> WHAT IS REQUIRED:
Your answer must be one number: the count of lines below that hold the word "window".
........
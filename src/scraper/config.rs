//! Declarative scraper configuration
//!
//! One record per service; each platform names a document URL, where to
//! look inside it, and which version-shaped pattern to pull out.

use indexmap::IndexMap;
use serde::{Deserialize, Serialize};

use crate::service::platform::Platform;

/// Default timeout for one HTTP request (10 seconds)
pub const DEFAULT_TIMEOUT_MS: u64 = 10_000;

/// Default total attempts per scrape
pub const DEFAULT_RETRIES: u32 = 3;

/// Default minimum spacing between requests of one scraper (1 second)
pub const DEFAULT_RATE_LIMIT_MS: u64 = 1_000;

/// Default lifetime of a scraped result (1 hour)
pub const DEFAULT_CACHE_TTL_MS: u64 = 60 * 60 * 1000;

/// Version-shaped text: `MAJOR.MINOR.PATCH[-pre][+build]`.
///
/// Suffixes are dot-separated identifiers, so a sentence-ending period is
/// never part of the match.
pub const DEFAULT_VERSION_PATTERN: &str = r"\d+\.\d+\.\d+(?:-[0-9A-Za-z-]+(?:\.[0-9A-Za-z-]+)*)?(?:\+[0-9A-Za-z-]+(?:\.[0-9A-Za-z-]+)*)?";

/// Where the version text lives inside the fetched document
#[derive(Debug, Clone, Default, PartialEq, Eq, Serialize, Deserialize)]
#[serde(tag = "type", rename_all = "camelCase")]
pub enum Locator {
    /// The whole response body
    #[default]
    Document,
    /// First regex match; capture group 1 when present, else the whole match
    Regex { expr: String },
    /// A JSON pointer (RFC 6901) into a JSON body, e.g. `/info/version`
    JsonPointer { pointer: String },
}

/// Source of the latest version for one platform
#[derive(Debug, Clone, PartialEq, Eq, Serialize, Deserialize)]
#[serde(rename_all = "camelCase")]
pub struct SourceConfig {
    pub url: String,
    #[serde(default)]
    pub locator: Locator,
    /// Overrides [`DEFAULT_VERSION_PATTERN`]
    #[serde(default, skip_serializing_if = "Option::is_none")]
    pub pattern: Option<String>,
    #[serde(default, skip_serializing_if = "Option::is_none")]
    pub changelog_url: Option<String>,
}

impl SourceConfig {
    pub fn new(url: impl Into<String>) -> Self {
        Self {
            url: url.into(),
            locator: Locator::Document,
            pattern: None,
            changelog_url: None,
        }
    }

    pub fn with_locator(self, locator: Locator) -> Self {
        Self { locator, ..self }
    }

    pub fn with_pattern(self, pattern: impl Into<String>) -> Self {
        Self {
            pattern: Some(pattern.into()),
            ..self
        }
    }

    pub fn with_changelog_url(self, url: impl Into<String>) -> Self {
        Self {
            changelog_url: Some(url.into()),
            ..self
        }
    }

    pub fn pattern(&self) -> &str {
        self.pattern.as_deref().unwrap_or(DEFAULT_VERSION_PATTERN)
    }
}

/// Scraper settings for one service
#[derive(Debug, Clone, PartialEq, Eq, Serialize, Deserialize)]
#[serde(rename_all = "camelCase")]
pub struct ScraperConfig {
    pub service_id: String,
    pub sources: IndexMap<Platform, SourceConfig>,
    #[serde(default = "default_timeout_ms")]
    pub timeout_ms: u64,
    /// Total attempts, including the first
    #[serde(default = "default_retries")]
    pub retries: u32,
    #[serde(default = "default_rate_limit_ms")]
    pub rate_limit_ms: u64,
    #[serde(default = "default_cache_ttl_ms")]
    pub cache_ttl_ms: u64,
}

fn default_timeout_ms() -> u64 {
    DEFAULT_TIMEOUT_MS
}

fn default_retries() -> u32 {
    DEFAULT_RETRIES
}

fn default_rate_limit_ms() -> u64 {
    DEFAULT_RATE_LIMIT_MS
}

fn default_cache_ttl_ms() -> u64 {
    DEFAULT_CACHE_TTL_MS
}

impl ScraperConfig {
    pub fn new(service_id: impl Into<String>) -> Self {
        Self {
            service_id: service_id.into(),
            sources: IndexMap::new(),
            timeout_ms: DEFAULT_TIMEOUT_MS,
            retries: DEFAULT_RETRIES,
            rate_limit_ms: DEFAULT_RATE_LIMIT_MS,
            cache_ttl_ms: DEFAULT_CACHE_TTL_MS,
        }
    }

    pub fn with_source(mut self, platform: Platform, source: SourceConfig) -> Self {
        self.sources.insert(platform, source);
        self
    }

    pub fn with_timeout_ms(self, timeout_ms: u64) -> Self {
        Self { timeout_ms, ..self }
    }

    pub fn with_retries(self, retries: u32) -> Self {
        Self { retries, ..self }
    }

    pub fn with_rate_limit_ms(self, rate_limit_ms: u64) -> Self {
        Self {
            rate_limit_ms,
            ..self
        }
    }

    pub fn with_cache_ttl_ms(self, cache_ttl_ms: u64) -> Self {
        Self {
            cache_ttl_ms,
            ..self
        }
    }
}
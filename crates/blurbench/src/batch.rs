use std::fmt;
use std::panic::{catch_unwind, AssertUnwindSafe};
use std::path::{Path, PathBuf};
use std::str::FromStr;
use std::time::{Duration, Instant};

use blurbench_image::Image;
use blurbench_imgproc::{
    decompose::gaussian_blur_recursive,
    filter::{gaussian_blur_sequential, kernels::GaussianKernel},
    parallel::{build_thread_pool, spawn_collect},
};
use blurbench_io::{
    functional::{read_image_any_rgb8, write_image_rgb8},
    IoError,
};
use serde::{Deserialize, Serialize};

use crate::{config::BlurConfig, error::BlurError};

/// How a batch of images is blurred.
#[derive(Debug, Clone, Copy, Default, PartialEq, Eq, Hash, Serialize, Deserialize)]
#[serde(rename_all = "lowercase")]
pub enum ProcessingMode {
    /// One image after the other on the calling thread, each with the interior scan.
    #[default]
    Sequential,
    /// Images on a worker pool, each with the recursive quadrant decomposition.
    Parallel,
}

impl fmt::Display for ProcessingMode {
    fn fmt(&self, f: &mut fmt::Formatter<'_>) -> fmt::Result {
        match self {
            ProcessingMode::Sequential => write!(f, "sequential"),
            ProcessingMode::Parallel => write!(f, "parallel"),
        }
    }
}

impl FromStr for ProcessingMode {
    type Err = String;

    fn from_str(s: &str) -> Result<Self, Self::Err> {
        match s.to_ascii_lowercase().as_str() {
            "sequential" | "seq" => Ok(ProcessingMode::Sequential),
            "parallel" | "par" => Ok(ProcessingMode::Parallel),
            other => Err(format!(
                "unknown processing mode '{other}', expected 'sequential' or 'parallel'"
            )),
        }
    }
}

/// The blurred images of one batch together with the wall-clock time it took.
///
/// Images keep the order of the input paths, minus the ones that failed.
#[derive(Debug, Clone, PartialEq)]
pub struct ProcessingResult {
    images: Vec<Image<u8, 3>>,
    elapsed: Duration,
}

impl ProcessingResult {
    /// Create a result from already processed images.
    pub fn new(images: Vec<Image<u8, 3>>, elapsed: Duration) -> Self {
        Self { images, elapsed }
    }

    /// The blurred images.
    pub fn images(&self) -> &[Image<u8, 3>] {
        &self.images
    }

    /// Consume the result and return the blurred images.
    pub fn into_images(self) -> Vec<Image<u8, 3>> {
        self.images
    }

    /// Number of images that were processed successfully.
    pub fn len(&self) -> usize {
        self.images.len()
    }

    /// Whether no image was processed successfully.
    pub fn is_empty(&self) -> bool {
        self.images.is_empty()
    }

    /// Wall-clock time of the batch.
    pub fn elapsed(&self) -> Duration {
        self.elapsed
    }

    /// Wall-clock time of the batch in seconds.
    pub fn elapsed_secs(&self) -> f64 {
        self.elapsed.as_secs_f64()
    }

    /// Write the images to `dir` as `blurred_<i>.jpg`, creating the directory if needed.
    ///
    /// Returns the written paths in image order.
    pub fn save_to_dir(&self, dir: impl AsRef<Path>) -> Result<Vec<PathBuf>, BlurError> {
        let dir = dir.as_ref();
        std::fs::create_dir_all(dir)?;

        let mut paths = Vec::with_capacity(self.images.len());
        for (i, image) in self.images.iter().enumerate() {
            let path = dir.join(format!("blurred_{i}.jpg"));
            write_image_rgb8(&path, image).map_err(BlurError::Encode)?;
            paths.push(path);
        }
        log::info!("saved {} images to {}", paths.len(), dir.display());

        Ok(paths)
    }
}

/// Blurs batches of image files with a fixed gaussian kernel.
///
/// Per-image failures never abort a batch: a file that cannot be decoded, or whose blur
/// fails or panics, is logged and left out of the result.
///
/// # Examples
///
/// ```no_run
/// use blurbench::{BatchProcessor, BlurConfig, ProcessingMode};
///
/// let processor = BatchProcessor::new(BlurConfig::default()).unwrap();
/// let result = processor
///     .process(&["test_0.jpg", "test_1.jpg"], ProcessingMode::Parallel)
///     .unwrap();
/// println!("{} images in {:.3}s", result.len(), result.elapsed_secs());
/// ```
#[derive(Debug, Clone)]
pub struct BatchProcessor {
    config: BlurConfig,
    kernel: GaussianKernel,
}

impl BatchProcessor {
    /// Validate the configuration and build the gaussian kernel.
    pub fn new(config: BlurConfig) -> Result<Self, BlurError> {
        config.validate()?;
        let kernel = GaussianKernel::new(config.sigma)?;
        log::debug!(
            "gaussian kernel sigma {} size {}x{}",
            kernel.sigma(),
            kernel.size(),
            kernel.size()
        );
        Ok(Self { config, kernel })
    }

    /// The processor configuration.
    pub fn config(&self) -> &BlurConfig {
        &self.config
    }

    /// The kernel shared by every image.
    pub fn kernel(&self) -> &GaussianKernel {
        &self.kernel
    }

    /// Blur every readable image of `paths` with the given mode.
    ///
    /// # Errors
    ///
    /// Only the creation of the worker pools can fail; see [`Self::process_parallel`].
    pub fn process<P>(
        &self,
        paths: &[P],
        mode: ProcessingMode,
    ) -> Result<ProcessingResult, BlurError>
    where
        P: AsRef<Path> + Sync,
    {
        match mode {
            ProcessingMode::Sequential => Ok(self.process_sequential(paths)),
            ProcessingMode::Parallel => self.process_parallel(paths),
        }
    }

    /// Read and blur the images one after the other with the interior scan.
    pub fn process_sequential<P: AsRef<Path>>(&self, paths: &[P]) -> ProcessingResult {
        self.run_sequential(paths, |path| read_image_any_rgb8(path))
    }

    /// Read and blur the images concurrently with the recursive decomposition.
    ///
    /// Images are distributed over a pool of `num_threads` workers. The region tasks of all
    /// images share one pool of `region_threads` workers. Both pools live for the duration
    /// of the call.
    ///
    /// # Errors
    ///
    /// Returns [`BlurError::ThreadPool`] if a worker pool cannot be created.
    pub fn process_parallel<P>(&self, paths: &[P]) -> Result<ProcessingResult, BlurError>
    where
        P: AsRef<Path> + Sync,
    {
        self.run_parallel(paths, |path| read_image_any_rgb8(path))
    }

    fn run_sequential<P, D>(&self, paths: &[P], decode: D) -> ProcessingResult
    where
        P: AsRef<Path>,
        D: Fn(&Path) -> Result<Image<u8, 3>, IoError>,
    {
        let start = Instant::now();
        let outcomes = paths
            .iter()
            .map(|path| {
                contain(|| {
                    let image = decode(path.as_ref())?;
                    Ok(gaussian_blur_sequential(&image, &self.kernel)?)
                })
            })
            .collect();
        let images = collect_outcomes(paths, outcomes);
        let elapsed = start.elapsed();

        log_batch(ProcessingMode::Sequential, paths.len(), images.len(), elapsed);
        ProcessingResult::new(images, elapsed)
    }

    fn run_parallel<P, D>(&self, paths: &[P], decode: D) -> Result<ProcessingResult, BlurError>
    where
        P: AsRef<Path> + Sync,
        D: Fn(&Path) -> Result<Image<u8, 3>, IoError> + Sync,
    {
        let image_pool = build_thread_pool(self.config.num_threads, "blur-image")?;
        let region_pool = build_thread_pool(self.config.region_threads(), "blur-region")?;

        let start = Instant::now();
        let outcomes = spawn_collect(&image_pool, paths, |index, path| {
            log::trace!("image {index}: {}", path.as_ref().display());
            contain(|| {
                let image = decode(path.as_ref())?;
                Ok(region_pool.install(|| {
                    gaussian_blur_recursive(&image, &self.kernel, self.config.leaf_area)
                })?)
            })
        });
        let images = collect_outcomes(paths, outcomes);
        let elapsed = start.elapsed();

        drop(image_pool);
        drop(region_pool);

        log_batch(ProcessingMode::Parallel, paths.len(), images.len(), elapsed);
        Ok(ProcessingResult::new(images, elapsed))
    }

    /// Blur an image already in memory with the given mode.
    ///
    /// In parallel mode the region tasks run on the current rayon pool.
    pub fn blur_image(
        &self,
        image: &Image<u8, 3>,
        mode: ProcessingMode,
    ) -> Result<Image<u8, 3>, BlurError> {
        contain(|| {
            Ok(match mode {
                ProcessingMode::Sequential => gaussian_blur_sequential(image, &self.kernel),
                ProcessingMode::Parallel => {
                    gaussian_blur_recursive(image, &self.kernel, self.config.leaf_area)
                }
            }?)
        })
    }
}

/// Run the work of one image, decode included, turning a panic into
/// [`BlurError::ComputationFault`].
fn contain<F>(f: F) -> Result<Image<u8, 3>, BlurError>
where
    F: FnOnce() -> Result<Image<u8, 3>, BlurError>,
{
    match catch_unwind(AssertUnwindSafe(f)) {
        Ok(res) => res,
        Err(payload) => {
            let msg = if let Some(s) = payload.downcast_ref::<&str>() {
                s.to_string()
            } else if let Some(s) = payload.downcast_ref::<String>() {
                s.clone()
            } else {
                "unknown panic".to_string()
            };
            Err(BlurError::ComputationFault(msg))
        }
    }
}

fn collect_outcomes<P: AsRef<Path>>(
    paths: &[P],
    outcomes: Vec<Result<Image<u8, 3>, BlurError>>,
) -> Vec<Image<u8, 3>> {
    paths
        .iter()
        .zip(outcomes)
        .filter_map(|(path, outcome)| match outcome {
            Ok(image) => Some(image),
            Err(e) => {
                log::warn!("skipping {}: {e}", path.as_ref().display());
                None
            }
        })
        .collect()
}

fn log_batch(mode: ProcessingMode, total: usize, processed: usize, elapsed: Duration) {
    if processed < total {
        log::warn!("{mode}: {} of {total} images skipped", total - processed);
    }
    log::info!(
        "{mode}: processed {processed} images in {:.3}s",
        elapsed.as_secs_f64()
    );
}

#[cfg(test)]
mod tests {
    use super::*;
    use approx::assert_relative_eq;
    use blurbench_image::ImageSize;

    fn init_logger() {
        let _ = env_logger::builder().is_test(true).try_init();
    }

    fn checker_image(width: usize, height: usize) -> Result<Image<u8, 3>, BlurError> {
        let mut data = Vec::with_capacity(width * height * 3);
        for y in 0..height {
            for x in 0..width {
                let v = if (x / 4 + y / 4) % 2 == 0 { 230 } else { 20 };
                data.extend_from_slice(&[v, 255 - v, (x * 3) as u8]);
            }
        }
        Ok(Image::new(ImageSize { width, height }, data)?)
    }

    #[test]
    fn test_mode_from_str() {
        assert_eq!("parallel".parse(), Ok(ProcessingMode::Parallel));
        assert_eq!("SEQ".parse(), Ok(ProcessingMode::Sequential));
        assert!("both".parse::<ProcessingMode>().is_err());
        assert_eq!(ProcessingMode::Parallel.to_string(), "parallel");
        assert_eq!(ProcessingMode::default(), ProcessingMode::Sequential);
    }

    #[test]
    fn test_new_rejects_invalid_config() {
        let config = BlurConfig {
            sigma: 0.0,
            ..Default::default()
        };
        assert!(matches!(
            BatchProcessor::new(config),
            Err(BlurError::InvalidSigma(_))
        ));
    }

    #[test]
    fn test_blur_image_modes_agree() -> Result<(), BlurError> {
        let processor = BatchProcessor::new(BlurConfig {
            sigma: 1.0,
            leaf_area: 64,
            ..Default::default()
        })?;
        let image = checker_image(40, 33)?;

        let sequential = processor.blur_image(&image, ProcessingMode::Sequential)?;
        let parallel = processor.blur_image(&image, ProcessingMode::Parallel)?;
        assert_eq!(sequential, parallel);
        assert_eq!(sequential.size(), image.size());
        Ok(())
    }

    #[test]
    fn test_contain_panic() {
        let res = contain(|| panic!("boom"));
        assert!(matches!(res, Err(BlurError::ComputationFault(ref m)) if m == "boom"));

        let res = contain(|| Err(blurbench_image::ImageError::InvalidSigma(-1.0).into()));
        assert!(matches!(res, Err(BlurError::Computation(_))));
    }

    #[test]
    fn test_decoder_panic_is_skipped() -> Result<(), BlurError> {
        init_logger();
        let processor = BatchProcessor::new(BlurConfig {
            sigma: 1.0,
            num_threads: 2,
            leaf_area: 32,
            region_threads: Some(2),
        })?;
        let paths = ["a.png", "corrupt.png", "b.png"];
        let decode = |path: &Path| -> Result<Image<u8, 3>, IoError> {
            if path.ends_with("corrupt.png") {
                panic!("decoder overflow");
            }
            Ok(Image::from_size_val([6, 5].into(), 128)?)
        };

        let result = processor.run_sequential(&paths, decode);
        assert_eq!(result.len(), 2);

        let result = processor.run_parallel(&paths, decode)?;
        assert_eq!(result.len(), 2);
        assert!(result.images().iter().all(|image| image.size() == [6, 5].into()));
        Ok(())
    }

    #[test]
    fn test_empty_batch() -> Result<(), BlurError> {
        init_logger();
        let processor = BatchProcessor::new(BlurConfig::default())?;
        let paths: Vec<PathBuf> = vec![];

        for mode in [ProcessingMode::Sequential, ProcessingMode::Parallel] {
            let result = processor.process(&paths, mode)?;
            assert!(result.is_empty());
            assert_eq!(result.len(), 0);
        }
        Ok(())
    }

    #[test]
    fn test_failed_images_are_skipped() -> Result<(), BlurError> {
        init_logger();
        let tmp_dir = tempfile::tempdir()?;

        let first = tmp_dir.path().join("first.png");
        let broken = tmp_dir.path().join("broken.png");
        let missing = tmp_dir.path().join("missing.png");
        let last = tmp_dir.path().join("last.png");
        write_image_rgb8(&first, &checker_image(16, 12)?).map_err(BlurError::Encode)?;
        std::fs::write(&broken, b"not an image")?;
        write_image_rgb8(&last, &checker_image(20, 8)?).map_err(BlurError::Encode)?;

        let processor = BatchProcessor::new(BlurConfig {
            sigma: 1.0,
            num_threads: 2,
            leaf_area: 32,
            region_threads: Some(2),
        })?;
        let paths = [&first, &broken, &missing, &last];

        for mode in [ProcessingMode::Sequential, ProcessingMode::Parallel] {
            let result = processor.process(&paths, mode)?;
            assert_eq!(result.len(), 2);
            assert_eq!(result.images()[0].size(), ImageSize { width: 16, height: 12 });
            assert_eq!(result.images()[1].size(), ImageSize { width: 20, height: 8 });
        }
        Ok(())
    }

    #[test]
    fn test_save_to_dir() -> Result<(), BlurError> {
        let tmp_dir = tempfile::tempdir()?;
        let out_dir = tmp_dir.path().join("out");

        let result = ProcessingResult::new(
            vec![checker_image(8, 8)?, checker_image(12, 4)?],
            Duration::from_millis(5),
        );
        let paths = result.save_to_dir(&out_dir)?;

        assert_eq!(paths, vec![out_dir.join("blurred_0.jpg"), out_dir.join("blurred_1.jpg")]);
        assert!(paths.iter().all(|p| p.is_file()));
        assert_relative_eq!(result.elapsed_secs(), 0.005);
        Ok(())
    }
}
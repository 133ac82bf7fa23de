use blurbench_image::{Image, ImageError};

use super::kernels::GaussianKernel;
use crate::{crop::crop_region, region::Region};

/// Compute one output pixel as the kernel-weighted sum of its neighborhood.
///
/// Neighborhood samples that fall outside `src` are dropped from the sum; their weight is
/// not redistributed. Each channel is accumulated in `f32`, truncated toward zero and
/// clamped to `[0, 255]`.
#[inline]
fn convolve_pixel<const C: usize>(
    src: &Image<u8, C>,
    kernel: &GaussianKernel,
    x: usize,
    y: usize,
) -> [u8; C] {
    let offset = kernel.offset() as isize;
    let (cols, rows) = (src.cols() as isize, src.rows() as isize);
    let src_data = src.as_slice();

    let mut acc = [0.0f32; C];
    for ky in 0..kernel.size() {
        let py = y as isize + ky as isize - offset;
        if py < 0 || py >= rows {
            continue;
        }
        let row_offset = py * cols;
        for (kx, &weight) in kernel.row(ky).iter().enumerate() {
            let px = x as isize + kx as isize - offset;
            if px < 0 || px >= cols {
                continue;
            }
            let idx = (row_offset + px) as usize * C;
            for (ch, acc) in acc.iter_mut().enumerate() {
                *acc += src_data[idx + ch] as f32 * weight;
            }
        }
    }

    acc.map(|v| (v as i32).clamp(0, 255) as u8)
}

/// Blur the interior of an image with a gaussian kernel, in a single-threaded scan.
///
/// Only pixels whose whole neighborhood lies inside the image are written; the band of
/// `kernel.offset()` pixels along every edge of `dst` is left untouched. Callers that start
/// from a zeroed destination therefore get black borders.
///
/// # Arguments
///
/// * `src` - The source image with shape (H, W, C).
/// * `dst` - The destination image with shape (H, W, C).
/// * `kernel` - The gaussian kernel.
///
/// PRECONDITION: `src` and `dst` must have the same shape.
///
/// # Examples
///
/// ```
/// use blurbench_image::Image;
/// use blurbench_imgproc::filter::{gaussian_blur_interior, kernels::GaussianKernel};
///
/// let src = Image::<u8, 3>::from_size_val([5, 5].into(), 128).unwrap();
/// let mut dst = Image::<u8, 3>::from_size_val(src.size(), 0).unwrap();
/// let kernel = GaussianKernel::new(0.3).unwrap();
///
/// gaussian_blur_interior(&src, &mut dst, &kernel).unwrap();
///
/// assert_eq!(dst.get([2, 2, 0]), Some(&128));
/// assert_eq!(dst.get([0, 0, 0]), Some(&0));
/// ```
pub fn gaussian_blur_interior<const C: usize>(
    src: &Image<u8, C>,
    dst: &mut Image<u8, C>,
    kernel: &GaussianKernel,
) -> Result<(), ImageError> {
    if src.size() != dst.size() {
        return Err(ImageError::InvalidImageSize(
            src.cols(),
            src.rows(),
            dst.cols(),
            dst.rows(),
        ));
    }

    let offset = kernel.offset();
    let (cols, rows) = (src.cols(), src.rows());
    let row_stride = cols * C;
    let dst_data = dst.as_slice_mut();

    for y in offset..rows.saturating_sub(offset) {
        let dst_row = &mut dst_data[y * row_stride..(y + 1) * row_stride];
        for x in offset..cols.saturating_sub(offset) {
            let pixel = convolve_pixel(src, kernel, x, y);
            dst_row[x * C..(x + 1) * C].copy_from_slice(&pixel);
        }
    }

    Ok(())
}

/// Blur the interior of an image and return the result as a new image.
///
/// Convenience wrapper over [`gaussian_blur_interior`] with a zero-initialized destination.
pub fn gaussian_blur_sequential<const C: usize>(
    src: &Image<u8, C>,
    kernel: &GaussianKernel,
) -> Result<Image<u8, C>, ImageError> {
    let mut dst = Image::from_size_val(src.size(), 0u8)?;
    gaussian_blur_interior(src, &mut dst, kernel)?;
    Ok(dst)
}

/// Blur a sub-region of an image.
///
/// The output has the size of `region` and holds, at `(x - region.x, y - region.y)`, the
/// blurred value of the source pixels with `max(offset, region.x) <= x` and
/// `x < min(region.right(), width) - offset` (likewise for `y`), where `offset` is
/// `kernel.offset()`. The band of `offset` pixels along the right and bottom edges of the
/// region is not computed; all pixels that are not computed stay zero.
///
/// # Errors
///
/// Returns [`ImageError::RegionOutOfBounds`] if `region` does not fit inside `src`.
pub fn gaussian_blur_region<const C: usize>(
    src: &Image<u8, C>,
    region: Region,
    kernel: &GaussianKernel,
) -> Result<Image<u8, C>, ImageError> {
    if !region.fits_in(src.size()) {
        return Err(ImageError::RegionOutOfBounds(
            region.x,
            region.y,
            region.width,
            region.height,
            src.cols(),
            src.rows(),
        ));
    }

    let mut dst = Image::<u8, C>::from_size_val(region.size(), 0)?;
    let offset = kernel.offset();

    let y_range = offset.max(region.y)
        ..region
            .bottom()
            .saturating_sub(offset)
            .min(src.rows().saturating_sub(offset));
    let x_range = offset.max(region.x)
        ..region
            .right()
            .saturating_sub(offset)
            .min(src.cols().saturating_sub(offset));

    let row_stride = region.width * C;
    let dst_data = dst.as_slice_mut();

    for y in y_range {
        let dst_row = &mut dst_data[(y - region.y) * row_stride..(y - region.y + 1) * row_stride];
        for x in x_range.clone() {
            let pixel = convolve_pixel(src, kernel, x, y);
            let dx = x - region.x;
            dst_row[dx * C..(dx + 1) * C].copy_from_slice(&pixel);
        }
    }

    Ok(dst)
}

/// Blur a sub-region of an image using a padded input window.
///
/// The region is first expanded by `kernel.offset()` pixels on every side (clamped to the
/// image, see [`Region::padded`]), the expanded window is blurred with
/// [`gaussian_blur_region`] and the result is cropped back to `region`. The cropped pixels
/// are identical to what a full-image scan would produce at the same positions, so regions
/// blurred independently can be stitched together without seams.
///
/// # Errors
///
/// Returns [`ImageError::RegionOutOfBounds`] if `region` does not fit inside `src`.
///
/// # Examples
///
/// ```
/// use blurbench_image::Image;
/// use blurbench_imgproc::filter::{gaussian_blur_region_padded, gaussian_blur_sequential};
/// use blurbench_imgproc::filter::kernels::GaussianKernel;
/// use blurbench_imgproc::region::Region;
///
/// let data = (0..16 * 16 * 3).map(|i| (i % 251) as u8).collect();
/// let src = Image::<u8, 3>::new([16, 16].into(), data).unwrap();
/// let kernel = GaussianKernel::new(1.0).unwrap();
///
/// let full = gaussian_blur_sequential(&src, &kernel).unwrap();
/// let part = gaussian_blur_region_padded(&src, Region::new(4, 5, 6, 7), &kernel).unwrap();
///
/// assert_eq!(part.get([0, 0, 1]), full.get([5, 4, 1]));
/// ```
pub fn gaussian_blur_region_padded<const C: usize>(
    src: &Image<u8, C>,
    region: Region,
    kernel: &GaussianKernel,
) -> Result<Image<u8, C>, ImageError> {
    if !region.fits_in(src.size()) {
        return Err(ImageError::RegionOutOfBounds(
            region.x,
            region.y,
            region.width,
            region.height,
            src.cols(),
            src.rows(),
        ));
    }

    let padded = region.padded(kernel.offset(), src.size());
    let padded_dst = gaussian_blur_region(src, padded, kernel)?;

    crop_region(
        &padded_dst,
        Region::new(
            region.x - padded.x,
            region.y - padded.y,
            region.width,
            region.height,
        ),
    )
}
........
> REPLY:
2